Wade is shooting free throws like Shaq tonight..


----------



## myst (Feb 22, 2006)

Varejao is a *****


----------



## Wade County (Jun 22, 2003)

Dammit..Hickson...wtf...


----------



## PoetLaureate (Feb 8, 2009)

Beas with a bad defensive possession and has gotten cold on the jumper


----------



## Wade2Bosh (Mar 31, 2004)

Mario for 33333


----------



## Wade County (Jun 22, 2003)

Rio 333333


----------



## Wade2Bosh (Mar 31, 2004)

We keep on losing Hickson.


----------



## Wade County (Jun 22, 2003)

Wade and James playing each other to a standstill - its the support casts that are gonna win this game.
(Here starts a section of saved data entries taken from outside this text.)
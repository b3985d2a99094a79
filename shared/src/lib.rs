//! RentEase 前后端共享的数据模型
//!
//! 所有结构体与后端 JSON 契约一一对应，字段统一使用 camelCase。

use serde::{Deserialize, Serialize};

pub mod date;
pub mod protocol;

pub use date::Timestamp;

// =========================================================
// 常量定义 (Constants)
// =========================================================

pub const HEADER_AUTHORIZATION: &str = "Authorization";
pub const HEADER_REQUEST_ID: &str = "X-Request-Id";
pub const BEARER_PREFIX: &str = "Bearer ";

// =========================================================
// 用户与角色 (Users & Roles)
// =========================================================

#[derive(Debug, Clone, Copy, PartialEq, Eq, Hash, Serialize, Deserialize)]
#[serde(rename_all = "lowercase")]
pub enum UserRole {
    Tenant,
    Landlord,
    Caretaker,
    Business,
    Admin,
}

impl UserRole {
    pub const ALL: [UserRole; 5] = [
        UserRole::Tenant,
        UserRole::Landlord,
        UserRole::Caretaker,
        UserRole::Business,
        UserRole::Admin,
    ];

    pub fn as_str(&self) -> &'static str {
        match self {
            UserRole::Tenant => "tenant",
            UserRole::Landlord => "landlord",
            UserRole::Caretaker => "caretaker",
            UserRole::Business => "business",
            UserRole::Admin => "admin",
        }
    }

    pub fn parse(s: &str) -> Option<Self> {
        Self::ALL.into_iter().find(|r| r.as_str() == s)
    }

    /// 该角色专属面板的路由
    pub fn dashboard_path(&self) -> &'static str {
        match self {
            UserRole::Tenant => "/dashboard/tenant",
            UserRole::Landlord => "/dashboard/landlord",
            UserRole::Caretaker => "/dashboard/caretaker",
            UserRole::Business => "/dashboard/business",
            UserRole::Admin => "/dashboard/admin",
        }
    }
}

impl std::fmt::Display for UserRole {
    fn fmt(&self, f: &mut std::fmt::Formatter<'_>) -> std::fmt::Result {
        f.write_str(self.as_str())
    }
}

#[derive(Debug, Clone, PartialEq, Serialize, Deserialize)]
#[serde(rename_all = "camelCase")]
pub struct UserProfile {
    pub id: String,
    pub full_name: String,
    pub phone_number: String,
    pub role: UserRole,
    #[serde(default, skip_serializing_if = "Option::is_none")]
    pub email: Option<String>,
}

// =========================================================
// 认证流程载荷 (Auth Payloads)
// =========================================================

#[derive(Debug, Clone, Serialize, Deserialize)]
#[serde(rename_all = "camelCase")]
pub struct LoginRequest {
    pub phone_number: String,
    pub password: String,
}

/// 登录 / OTP 校验成功后的响应
#[derive(Debug, Clone, Serialize, Deserialize)]
#[serde(rename_all = "camelCase")]
pub struct AuthResponse {
    pub token: String,
    pub user: UserProfile,
    /// Token 有效期（秒），后端未提供时为 None
    #[serde(default)]
    pub expires_in: Option<u64>,
}

#[derive(Debug, Clone, Serialize, Deserialize)]
#[serde(rename_all = "camelCase")]
pub struct SignupRequest {
    pub full_name: String,
    pub phone_number: String,
    pub id_number: String,
    #[serde(default, skip_serializing_if = "Option::is_none")]
    pub email: Option<String>,
    pub password: String,
    pub role: UserRole,
}

#[derive(Debug, Clone, Serialize, Deserialize)]
#[serde(rename_all = "camelCase")]
pub struct SendOtpRequest {
    pub phone_number: String,
}

#[derive(Debug, Clone, Serialize, Deserialize)]
#[serde(rename_all = "camelCase")]
pub struct ResendOtpRequest {
    pub phone_number: String,
}

#[derive(Debug, Clone, Serialize, Deserialize)]
#[serde(rename_all = "camelCase")]
pub struct VerifyOtpRequest {
    pub phone_number: String,
    pub otp: String,
}

#[derive(Debug, Clone, Serialize, Deserialize)]
pub struct ForgotPasswordRequest {
    pub email: String,
}

#[derive(Debug, Clone, Serialize, Deserialize)]
pub struct VerifyResetOtpRequest {
    pub email: String,
    pub otp: String,
}

#[derive(Debug, Clone, Serialize, Deserialize)]
#[serde(rename_all = "camelCase")]
pub struct ResetPasswordRequest {
    pub email: String,
    pub otp: String,
    pub new_password: String,
}

/// 只携带提示信息的通用响应
#[derive(Debug, Clone, Default, PartialEq, Serialize, Deserialize)]
pub struct MessageResponse {
    #[serde(default)]
    pub message: String,
}

// =========================================================
// 管理员 (Caretaker) 领域模型
// =========================================================

#[derive(Debug, Clone, PartialEq, Serialize, Deserialize)]
#[serde(rename_all = "camelCase")]
pub struct Property {
    pub id: String,
    pub name: String,
    pub location: String,
    pub total_units: u32,
    pub occupied_units: u32,
}

impl Property {
    pub fn vacant_units(&self) -> u32 {
        self.total_units.saturating_sub(self.occupied_units)
    }
}

#[derive(Debug, Clone, Copy, PartialEq, Eq, Serialize, Deserialize)]
#[serde(rename_all = "snake_case")]
pub enum MaintenanceStatus {
    Pending,
    InProgress,
    Resolved,
}

impl MaintenanceStatus {
    pub fn label(&self) -> &'static str {
        match self {
            MaintenanceStatus::Pending => "Pending",
            MaintenanceStatus::InProgress => "In progress",
            MaintenanceStatus::Resolved => "Resolved",
        }
    }

    /// 工单推进的下一个状态，已解决则没有
    pub fn next(&self) -> Option<MaintenanceStatus> {
        match self {
            MaintenanceStatus::Pending => Some(MaintenanceStatus::InProgress),
            MaintenanceStatus::InProgress => Some(MaintenanceStatus::Resolved),
            MaintenanceStatus::Resolved => None,
        }
    }
}

#[derive(Debug, Clone, PartialEq, Serialize, Deserialize)]
#[serde(rename_all = "camelCase")]
pub struct MaintenanceRequest {
    pub id: String,
    pub property_id: String,
    pub unit: String,
    pub description: String,
    pub status: MaintenanceStatus,
    pub reported_at: Timestamp,
}

#[cfg(test)]
mod tests {
    use super::*;

    #[test]
    fn role_round_trips_through_its_path_segment() {
        for role in UserRole::ALL {
            assert_eq!(UserRole::parse(role.as_str()), Some(role));
            assert!(role.dashboard_path().ends_with(role.as_str()));
        }
        assert_eq!(UserRole::parse("owner"), None);
    }

    #[test]
    fn auth_response_tolerates_missing_expiry() {
        let body = r#"{
            "token": "abc",
            "user": {"id": "u1", "fullName": "Jane Wanjiru", "phoneNumber": "+254712345678", "role": "caretaker"}
        }"#;
        let resp: AuthResponse = serde_json::from_str(body).unwrap();
        assert_eq!(resp.expires_in, None);
        assert_eq!(resp.user.role, UserRole::Caretaker);
        assert_eq!(resp.user.email, None);
    }

    #[test]
    fn vacant_units_never_underflow() {
        let p = Property {
            id: "p1".into(),
            name: "Sunrise Court".into(),
            location: "Kilimani".into(),
            total_units: 4,
            occupied_units: 6,
        };
        assert_eq!(p.vacant_units(), 0);
    }

    #[test]
    fn maintenance_status_advances_until_resolved() {
        let mut status = MaintenanceStatus::Pending;
        let mut seen = vec![status];
        while let Some(next) = status.next() {
            status = next;
            seen.push(status);
        }
        assert_eq!(
            seen,
            vec![
                MaintenanceStatus::Pending,
                MaintenanceStatus::InProgress,
                MaintenanceStatus::Resolved
            ]
        );
        assert_eq!(
            serde_json::to_string(&MaintenanceStatus::InProgress).unwrap(),
            "\"in_progress\""
        );
    }
}
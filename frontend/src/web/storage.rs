//! SessionStorage 封装模块
//!
//! 会话与找回密码标记只保存在当前标签页的 `sessionStorage` 中，关闭标签页即失效。

use rentease::KeyValueStore;

#[derive(Debug, Clone, Copy, Default)]
pub struct BrowserSessionStorage;

impl BrowserSessionStorage {
    fn storage() -> Option<web_sys::Storage> {
        web_sys::window()?.session_storage().ok()?
    }
}

impl KeyValueStore for BrowserSessionStorage {
    fn get(&self, key: &str) -> Option<String> {
        Self::storage()?.get_item(key).ok()?
    }

    fn set(&self, key: &str, value: &str) {
        let ok = Self::storage()
            .and_then(|s| s.set_item(key, value).ok())
            .is_some();
        if !ok {
            log_error!("[Storage] failed to write key {}", key);
        }
    }

    fn remove(&self, key: &str) {
        if let Some(storage) = Self::storage() {
            let _ = storage.remove_item(key);
        }
    }
}
//! 服务装配
//!
//! 每次调用按需组装：Fetch 传输 + 认证管道 + 强类型客户端。
//! 所有部件都是零大小或 `Copy` 的句柄。

use crate::auth::session_store;
use crate::web::FetchHttpClient;
use crate::web::router::RouterService;
use crate::web::BrowserSessionStorage;
use rentease::config::{VAR_API_BASE, VAR_LOGIN_ROUTE};
use rentease::services::{ApiClient, AuthService, CaretakerService};
use rentease::{ClientConfig, Pipeline, authenticated_pipeline};
use std::rc::Rc;

pub type AppClient = Rc<Pipeline<FetchHttpClient>>;

/// 构建期注入的配置（`RENTEASE_API_BASE=https://… trunk build`）
pub fn app_config() -> ClientConfig {
    ClientConfig::from_lookup(|name| match name {
        VAR_API_BASE => option_env!("RENTEASE_API_BASE").map(str::to_string),
        VAR_LOGIN_ROUTE => option_env!("RENTEASE_LOGIN_ROUTE").map(str::to_string),
        _ => None,
    })
}

pub fn api_client(router: RouterService) -> ApiClient<AppClient> {
    let config = app_config();
    let pipeline = authenticated_pipeline(FetchHttpClient, session_store(), router, &config);
    ApiClient::new(Rc::new(pipeline), config)
}

pub fn auth_service(router: RouterService) -> AuthService<AppClient, BrowserSessionStorage> {
    AuthService::new(api_client(router), session_store())
}

pub fn caretaker_service(router: RouterService) -> CaretakerService<AppClient> {
    CaretakerService::new(api_client(router))
}
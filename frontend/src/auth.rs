//! 认证模块
//!
//! 会话本身保存在 `sessionStorage`（由核心库的 `SessionStore` 读写），
//! 这里只维护一个响应式副本供 UI 使用。拦截器在 401 时会直接清除存储，
//! 因此每次服务调用后应调用 `refresh` 同步状态。

use crate::web::BrowserSessionStorage;
use leptos::prelude::*;
use rentease::{Session, SessionStore};

pub fn session_store() -> SessionStore<BrowserSessionStorage> {
    SessionStore::new(BrowserSessionStorage)
}

/// 认证上下文
#[derive(Clone, Copy)]
pub struct AuthContext {
    /// 当前会话（只读副本）
    pub session: RwSignal<Option<Session>>,
}

impl AuthContext {
    /// 从存储中加载已有会话（刷新页面后保持登录）
    pub fn new() -> Self {
        Self {
            session: RwSignal::new(session_store().current()),
        }
    }

    pub fn refresh(&self) {
        self.session.set(session_store().current());
    }

    /// 获取认证状态信号（用于路由服务注入）
    pub fn is_authenticated_signal(&self) -> Signal<bool> {
        let session = self.session;
        Signal::derive(move || session.with(|s| s.is_some()))
    }
}

/// 从 Context 获取认证上下文
pub fn use_auth() -> AuthContext {
    use_context::<AuthContext>().expect("AuthContext should be provided")
}

/// 注销并清除状态
///
/// 导航由路由服务的认证状态监听自动处理。
pub fn logout(ctx: &AuthContext) {
    session_store().clear_session();
    ctx.refresh();
}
Shutdown Mo Will and we can get this.


----------



## Wade2Bosh (Mar 31, 2004)

This is such a frustrating game to watch. We play good for stretches, then right when it looks like we're about to be in position to tie or take the lead, we allow a couple of baskets.


----------



## Adam (Jan 28, 2003)

It sucks so much to be losing because of freaking Mo Williams.


----------



## IbizaXL (Sep 21, 2005)

I hate Beasley camping out on the perimeter. wtf man.


----------



## Wade2Bosh (Mar 31, 2004)

MB30 said:


> Shutdown Mo Will and we can get this.


We've been trying to find out how to shut him down for years now :whiteflag:


----------



## Wade2Bosh (Mar 31, 2004)

We're gonna lose because of free throw shooting. That makes this game even more frustrating.


----------



## Wade2Bosh (Mar 31, 2004)

And we lose Hickson again...


----------



## myst (Feb 22, 2006)

Adam said:


> It sucks so much to be losing because of freaking Mo Williams.


We've missed 9 ft's.


----------



## PoetLaureate (Feb 8, 2009)

WTF, can we stop losing Hickson?


----------



## Smithian (Apr 3, 2006)

Nice block Joel


----------



## Jace (Sep 26, 2005)

Wade looks tired trying to finish on a lot of his drives. I know he trained with Grover this summer, but some of his play has made me wonder if he did all the right things to prepare this season.


----------



## PoetLaureate (Feb 8, 2009)

I don't miss Jamario Moon biting on every pumpfake


----------



## Smithian (Apr 3, 2006)

What. Happened. To. Our. Defense.


----------



## IbizaXL (Sep 21, 2005)

Im seeing flashes of "Spoo Offense" from last season. 4 guys stand and watch, one guy dribbles aimlessly.


----------



## Wade2Bosh (Mar 31, 2004)

Wade2Bease said:


> Damn, Lebron had 10 free throws in that 1st quarter. What's the record for Free throw attempts in a game? :laugh:


^replace Lebron's name with Wade now


----------



## Smithian (Apr 3, 2006)

I'm embarrassed. Officially.


----------



## Wade2Bosh (Mar 31, 2004)

Embarrassing D by Arroyo


----------



## PoetLaureate (Feb 8, 2009)

This is ridiculous, we are giving up threes like last year


----------



## Wade2Bosh (Mar 31, 2004)

92-84 Cavs after 3

what a frustrating game so far.


----------



## IbizaXL (Sep 21, 2005)

Spoo offense + no defense + missed FTs = loss.


----------



## Jace (Sep 26, 2005)

QRich almost had that. 

We're playing some of the worst D of the year, one of the few good signs right now. If Beas can stay hot (and in) and Wade can get going, we can get back in this one.


----------



## myst (Feb 22, 2006)

We need Wade to play the whole 4th.


----------



## Smithian (Apr 3, 2006)

Didn't hear anyone complaining about Spoelstra when this was a one or two point game...


----------



## Wade County (Jun 22, 2003)

8pt deficit is gonna be difficult to overcome against this team.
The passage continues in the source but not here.